Clippy’s return ahead of World Emoji Day on Saturday (July 17), which often features emoji -themed announcements from tech companies.

This fresh design from Microsoft, which better supports the ‘new work landscape’, will be launched in the ‘coming months’, Anderson said in a blog post.

“We chose 3D design over 2D and chose to animate most of our emojis.

“We have to use this opportunity to make changes that only we can make – long standard paper clips and hello Clippy!

Pictured, the original Clippy.  Finally, after being hated by many, Clippy suffered a major blow and was completely assassinated by Microsoft in 2007

Pictured, the original Clippy. Finally, after being hated by many, Clippy suffered a major blow and was completely assassinated by Microsoft in 2007

“Sure, we may use fewer paper clips today than we did in Clippy’s heyday, but we can’t resist the pull of nostalgia.”

Clippy has made a very brief comeback recently – in 2019, he appeared in a sticker pack for Microsoft’s unified communications platform, Teams, and later on the company’s official Github page for Office developers.

But as easy as Microsoft is bringing that virtual personality back, the company’s ‘police brand’ – its marketing division – is bringing it back immediately.

According to Adobe’s 2021 Global Emoji Trend Report, which also coincides with World Emoji Day, the most popular emoji around the world is Face with Tears of Joy.
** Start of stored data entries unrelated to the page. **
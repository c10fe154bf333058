use ns_core::{CoverageDifference, ScoredArticle};

/// Narrates every unordered pair `(i, j)` with `i < j`, in nested-loop order.
pub fn compare(articles: &[ScoredArticle]) -> Vec<CoverageDifference> {
    let mut differences = Vec::with_capacity(pair_count(articles.len()));
    for (i, first) in articles.iter().enumerate() {
        for (j, second) in articles.iter().enumerate().skip(i + 1) {
            differences.push(describe_pair(i, first, j, second));
        }
    }
    differences
}

pub fn pair_count(n: usize) -> usize {
    n * n.saturating_sub(1) / 2
}

fn describe_pair(i: usize, first: &ScoredArticle, j: usize, second: &ScoredArticle) -> CoverageDifference {
    CoverageDifference {
        comparison: format!(
            "Article {} discusses '{}', while Article {} covers '{}'.",
            i + 1,
            first.title,
            j + 1,
            second.title
        ),
        impact: format!(
            "'{}' focuses on {}, whereas '{}' presents a {} viewpoint.",
            first.title, first.sentiment, second.title, second.sentiment
        ),
    }
}

#[cfg(test)]
mod tests {
    use super::*;
    use ns_core::{Article, SentimentLabel};

    fn scored(title: &str, sentiment: SentimentLabel) -> ScoredArticle {
        ScoredArticle::new(&Article::new(title, ""), sentiment)
    }

    #[test]
    fn test_pair_counts() {
        for n in 0..8usize {
            let articles: Vec<_> = (0..n)
                .map(|i| scored(&format!("t{}", i), SentimentLabel::Neutral))
                .collect();
            assert_eq!(compare(&articles).len(), n * n.saturating_sub(1) / 2);
        }
        assert!(compare(&[]).is_empty());
        assert!(compare(&[scored("only", SentimentLabel::Positive)]).is_empty());
    }

    #[test]
    fn test_pair_text_and_order() {
        let articles = vec![
            scored("Tesla beats estimates", SentimentLabel::Positive),
            scored("Recall widens", SentimentLabel::Negative),
            scored("New CFO named", SentimentLabel::Other("3 STARS".to_string())),
        ];
        let differences = compare(&articles);

        assert_eq!(
            differences[0].comparison,
            "Article 1 discusses 'Tesla beats estimates', while Article 2 covers 'Recall widens'."
        );
        assert_eq!(
            differences[0].impact,
            "'Tesla beats estimates' focuses on POSITIVE, whereas 'Recall widens' presents a NEGATIVE viewpoint."
        );
        assert!(differences[1].comparison.starts_with("Article 1 discusses"));
        assert!(differences[1].comparison.contains("Article 3 covers"));
        assert!(differences[2].comparison.starts_with("Article 2 discusses"));
        assert!(differences[2].impact.ends_with("presents a 3 STARS viewpoint."));
    }
}
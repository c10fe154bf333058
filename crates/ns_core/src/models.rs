use std::fmt;

use async_trait::async_trait;

use crate::types::{Article, SentimentScore};
use crate::Result;

/// Scores a single piece of text.
///
/// Implementations report their own failures; callers decide on the fallback.
#[async_trait]
pub trait Classifier: Send + Sync + fmt::Debug {
    fn name(&self) -> &str;

    async fn classify(&self, text: &str) -> Result<SentimentScore>;
}

#[async_trait]
pub trait Translator: Send + Sync + fmt::Debug {
    fn name(&self) -> &str;

    /// Translate `text` into `target_language` (an ISO 639-1 code such as "hi").
    async fn translate(&self, text: &str, target_language: &str) -> Result<String>;
}

/// Turns text into encoded audio bytes.
#[async_trait]
pub trait SpeechSynthesizer: Send + Sync + fmt::Debug {
    fn name(&self) -> &str;

    async fn synthesize(&self, text: &str, language: &str) -> Result<Vec<u8>>;
}

/// Source of recent coverage for an entity.
#[async_trait]
pub trait Fetcher: Send + Sync {
    fn source(&self) -> &str;

    async fn fetch(&self, entity: &str) -> Result<Vec<Article>>;
}
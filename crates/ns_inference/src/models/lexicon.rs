//! Offline word-list classifier.
//!
//! Unlike hosted models, its score is always the probability of POSITIVE,
//! so the scorer's weighted title/summary combination reads as a polarity
//! scale: 1.0 is fully positive, 0.0 fully negative.

use std::collections::HashMap;

use async_trait::async_trait;
use ns_core::{Classifier, Result, SentimentLabel, SentimentScore};

const POSITIVE_WORDS: &[&str] = &[
    "beat", "beats", "boom", "boost", "boosts", "breakthrough", "bullish", "expand", "expands",
    "expansion", "gain", "gains", "growth", "grows", "improve", "improves", "innovative",
    "optimistic", "outperform", "outperforms", "profit", "profits", "rally", "rallies", "record",
    "rebound", "recovery", "rise", "rises", "soar", "soars", "strong", "success", "surge",
    "surges", "upgrade", "upgraded", "win", "wins",
];

const NEGATIVE_WORDS: &[&str] = &[
    "bearish", "concern", "concerns", "crash", "crisis", "cut", "cuts", "decline", "declines",
    "delay", "delays", "downgrade", "downgraded", "drop", "drops", "fail", "fails", "fall",
    "falls", "fear", "fears", "fine", "fined", "fraud", "lawsuit", "layoffs", "loss", "losses",
    "miss", "misses", "plunge", "plunges", "probe", "recall", "recalls", "risk", "slump",
    "slumps", "weak", "warning",
];

const NEGATIONS: &[&str] = &[
    "not", "no", "never", "without", "hardly", "isn't", "wasn't", "don't", "doesn't", "didn't",
    "won't", "can't",
];

#[derive(Debug, Clone)]
pub struct LexiconClassifier {
    words: HashMap<&'static str, i32>,
}

impl Default for LexiconClassifier {
    fn default() -> Self {
        Self::new()
    }
}

impl LexiconClassifier {
    pub fn new() -> Self {
        let mut words = HashMap::new();
        for word in POSITIVE_WORDS {
            words.insert(*word, 1);
        }
        for word in NEGATIVE_WORDS {
            words.insert(*word, -1);
        }
        Self { words }
    }

    /// Positive and negative hit counts, with a preceding negation flipping the hit.
    fn hits(&self, text: &str) -> (usize, usize) {
        let lowered = text.to_lowercase();
        let tokens: Vec<&str> = lowered
            .split(|c: char| !(c.is_alphanumeric() || c == '\''))
            .filter(|t| !t.is_empty())
            .collect();

        let mut positive = 0;
        let mut negative = 0;
        for (i, token) in tokens.iter().enumerate() {
            let Some(&polarity) = self.words.get(token) else {
                continue;
            };
            let negated = i > 0 && NEGATIONS.contains(&tokens[i - 1]);
            if (polarity > 0) != negated {
                positive += 1;
            } else {
                negative += 1;
            }
        }
        (positive, negative)
    }

    pub fn score_text(&self, text: &str) -> SentimentScore {
        let (positive, negative) = self.hits(text);
        if positive == negative {
            return SentimentScore::neutral();
        }

        // add-one smoothing keeps a single hit away from certainty
        let balance = positive as f64 - negative as f64;
        let score = 0.5 + 0.5 * balance / (positive + negative + 1) as f64;
        let label = if score >= 0.6 {
            SentimentLabel::Positive
        } else if score <= 0.4 {
            SentimentLabel::Negative
        } else {
            SentimentLabel::Neutral
        };
        SentimentScore { label, score }
    }
}

#[async_trait]
impl Classifier for LexiconClassifier {
    fn name(&self) -> &str {
        "Lexicon"
    }

    async fn classify(&self, text: &str) -> Result<SentimentScore> {
        Ok(self.score_text(text))
    }
}
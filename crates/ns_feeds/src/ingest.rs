use ns_analysis::topics::{frequent_keywords, DEFAULT_KEYWORD_COUNT};
use ns_core::types::MISSING_TITLE;
use ns_core::Article;
use serde::Deserialize;

pub const MISSING_SUMMARY: &str = "Summary not available";
pub const MISSING_LINK: &str = "#";
pub const MISSING_DATE: &str = "Unknown Date";
pub const SUMMARY_WORDS: usize = 20;

/// A feed entry as delivered by an upstream source, before any defaults are applied.
#[derive(Debug, Clone, Default, Deserialize)]
pub struct RawEntry {
    #[serde(default, alias = "Title")]
    pub title: Option<String>,
    #[serde(default, alias = "Summary", alias = "summary")]
    pub description: Option<String>,
    #[serde(default, alias = "Link")]
    pub link: Option<String>,
    #[serde(default, alias = "Published Date", alias = "pubDate")]
    pub published: Option<String>,
}

/// First `max_words` words, with "..." appended when anything was cut.
pub fn summarize_text(text: &str, max_words: usize) -> String {
    let words: Vec<&str> = text.split_whitespace().collect();
    if words.is_empty() {
        return MISSING_SUMMARY.to_string();
    }

    let mut summary = words[..words.len().min(max_words)].join(" ");
    if words.len() > max_words {
        summary.push_str("...");
    }
    summary
}

/// Applies the feed defaults and derives summary and keyword topics from the full description.
pub fn normalize(entry: RawEntry) -> Article {
    let title = entry
        .title
        .filter(|t| !t.trim().is_empty())
        .unwrap_or_else(|| MISSING_TITLE.to_string());
    let description = entry.description.unwrap_or_else(|| MISSING_SUMMARY.to_string());
    let topics = frequent_keywords(&description, DEFAULT_KEYWORD_COUNT)
        .into_iter()
        .collect();

    Article {
        title,
        summary: summarize_text(&description, SUMMARY_WORDS),
        link: Some(entry.link.unwrap_or_else(|| MISSING_LINK.to_string())),
        published: Some(entry.published.unwrap_or_else(|| MISSING_DATE.to_string())),
        topics: Some(topics),
    }
}

#[cfg(test)]
mod tests {
    use super::*;

    #[test]
    fn test_summarize_text() {
        assert_eq!(summarize_text("", 20), MISSING_SUMMARY);
        assert_eq!(summarize_text("a  b\nc", 20), "a b c");
        assert_eq!(summarize_text("a b c d", 2), "a b...");
        assert_eq!(summarize_text("a b", 2), "a b");
    }

    #[test]
    fn test_normalize_applies_defaults() {
        let article = normalize(RawEntry::default());
        assert_eq!(article.title, "No Title");
        assert_eq!(article.summary, "Summary not available");
        assert_eq!(article.link.as_deref(), Some("#"));
        assert_eq!(article.published.as_deref(), Some("Unknown Date"));
        let topics: Vec<_> = article.topics.unwrap().into_iter().collect();
        assert_eq!(topics, vec!["available", "summary"]);
    }

    #[test]
    fn test_normalize_trims_summary_and_keeps_date() {
        let description = (1..=25).map(|i| format!("w{}", i)).collect::<Vec<_>>().join(" ");
        let entry = RawEntry {
            title: Some("Tesla opens plant".to_string()),
            description: Some(description),
            link: Some("https://example.com/a".to_string()),
            published: Some("Tue, 04 Mar 2025 10:15:00 GMT".to_string()),
        };
        let article = normalize(entry);

        assert!(article.summary.ends_with("w20..."));
        assert_eq!(article.summary.split_whitespace().count(), 20);
        assert_eq!(article.published.as_deref(), Some("Tue, 04 Mar 2025 10:15:00 GMT"));
        assert_eq!(article.link.as_deref(), Some("https://example.com/a"));
    }

    #[test]
    fn test_topics_come_from_the_full_description() {
        let mut description = (1..=20).map(|i| format!("filler{}", i)).collect::<Vec<_>>().join(" ");
        description.push_str(" battery battery battery recall recall");
        let article = normalize(RawEntry {
            description: Some(description),
            ..RawEntry::default()
        });

        assert!(!article.summary.contains("battery"));
        let topics = article.topics.unwrap();
        assert!(topics.contains("battery"));
        assert!(topics.contains("recall"));
        assert_eq!(topics.len(), 5);
        assert!(topics.contains("filler1"));
        assert!(!topics.contains("filler4"));
    }

    #[test]
    fn test_raw_entry_accepts_both_spellings() {
        let entries: Vec<RawEntry> = serde_json::from_str(
            r#"[{"title":"a","description":"x"},{"Title":"b","Summary":"y","Published Date":"2025-03-04T10:00:00Z"}]"#,
        )
        .unwrap();
        assert_eq!(entries[0].description.as_deref(), Some("x"));
        assert_eq!(entries[1].title.as_deref(), Some("b"));
        assert_eq!(
            normalize(entries[1].clone()).published.as_deref(),
            Some("2025-03-04T10:00:00Z")
        );
    }
}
Face with Tears of Joy is the favorite emoji of global emoji users around the world, according to Adobe’s 2021 Global Emoji Trend Report

Face with Tears of Joy is the favorite emoji of global emoji users around the world, according to Adobe’s 2021 Global Emoji Trend Report

Completing the top five global emojis are Thumbs Up, Love Heart, Face Blowing a Kiss and Crying Face.
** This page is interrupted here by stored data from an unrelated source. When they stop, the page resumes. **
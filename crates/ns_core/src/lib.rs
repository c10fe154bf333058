pub mod error;
pub mod models;
pub mod types;

pub use error::Error;
pub use models::{Classifier, Fetcher, SpeechSynthesizer, Translator};
pub use types::{
    AggregateResult, AggregateVerdict, Article, ComparativeScore, CoverageDifference, ScoredArticle,
    SentimentDistribution, SentimentLabel, SentimentScore, TopicOverlap, VerdictKind,
};

pub type Result<T> = std::result::Result<T, Error>;

pub mod prelude {
    pub use super::models::*;
    pub use super::types::*;
    pub use super::{Error, Result};
}
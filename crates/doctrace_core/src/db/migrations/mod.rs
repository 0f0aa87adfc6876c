//! SQLite migration registry and executor.
//!
//! # Responsibility
//! - Register schema migrations in strictly increasing order.
//! - Apply pending migrations atomically.
//!
//! # Invariants
//! - `version` values must remain monotonic.
//! - Applied migration version is mirrored to `PRAGMA user_version`.

use crate::db::{DbError, DbResult};
use rusqlite::Connection;

#[derive(Debug, Clone, Copy)]
struct Migration {
    version: u32,
    sql: &'static str,
}

const MIGRATIONS: &[Migration] = &[
    Migration {
        version: 1,
        sql: include_str!("0001_init.sql"),
    },
    Migration {
        version: 2,
        sql: include_str!("0002_document_links.sql"),
    },
];

/// Returns the latest migration version known by this binary.
pub fn latest_version() -> u32 {
    MIGRATIONS.last().map_or(0, |migration| migration.version)
}

/// Applies all pending migrations on the provided connection.
pub fn apply_migrations(conn: &mut Connection) -> DbResult<()> {
    let current_version = current_user_version(conn)?;
    let latest = latest_version();

    if current_version > latest {
        return Err(DbError::UnsupportedSchemaVersion {
            db_version: current_version,
            latest_supported: latest,
        });
    }

    if current_version == latest {
        return Ok(());
    }

    let tx = conn.transaction()?;
    for migration in MIGRATIONS
        .iter()
        .filter(|migration| migration.version > current_version)
    {
        tx.execute_batch(migration.sql)?;
        tx.execute_batch(&format!("PRAGMA user_version = {};", migration.version))?;
    }
    tx.commit()?;

    Ok(())
}

fn current_user_version(conn: &Connection) -> DbResult<u32> {
    let version = conn.query_row("PRAGMA user_version;", [], |row| row.get::<_, u32>(0))?;
    Ok(version)
}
For the report, Adobe surveyed 7,000 people in the U.S., UK, Germany, France, Japan, Australia, and South Korea.

It also found 55 percent of global emoji users are more comfortable expressing emotions through emojis than phone conversations.

DOES EMOJIS WASH THE ENGLISH LANGUAGE?

Emoji may be a fun form of communication but they ruin the English language, according to a recent study by Google.

Smiling faces, love hearts, thumbs and other cartoon icons – and not words – are the methods of communication favored by teenagers, who are considered the worst offenders regarding grammatical and punctuation decline.

More than a third of British adults believe emojis are the cause of the decline in precise language use, according to a study done by Google -owned website, YouTube.

Emoji were first used by Japanese mobile phone companies in the late 1990s to express emotions, concepts or messages in a simple graphical way.  Now, Twitter feeds, text messages and Facebook posts are full of them

Emoji were first used by Japanese mobile phone companies in the late 1990s to express emotions, concepts or messages in a simple graphical way. Now, Twitter feeds, text messages and Facebook posts are full of them

Of the two thousand adults, aged 16 to 65, who were asked for their views, 94 per cent thought English was in decline, with 80 per cent citing young people as the worst performers.

The most common mistakes made by Brits were spelling mistakes (21 percent), followed closely by apostrophe placement (16 percent) and comma misuse (16 percent).

More than half of British adults are unsure of their spelling and grammar, the study also found.

Furthermore, about three -quarters of adults rely on emojis to communicate, in addition to reliance on predictive text and spell checking.

The use of emojis has permeated our culture so much so that the Oxford Dictionary’s ‘Word of the Year’ in 2015 isn’t actually a single word – it’s the Face With Tears emoji, which shows how influential the small graphics of a picture have become.

They were first used by Japanese mobile phone companies in the late 1990s to express emotions, concepts or messages in a simple graphical way.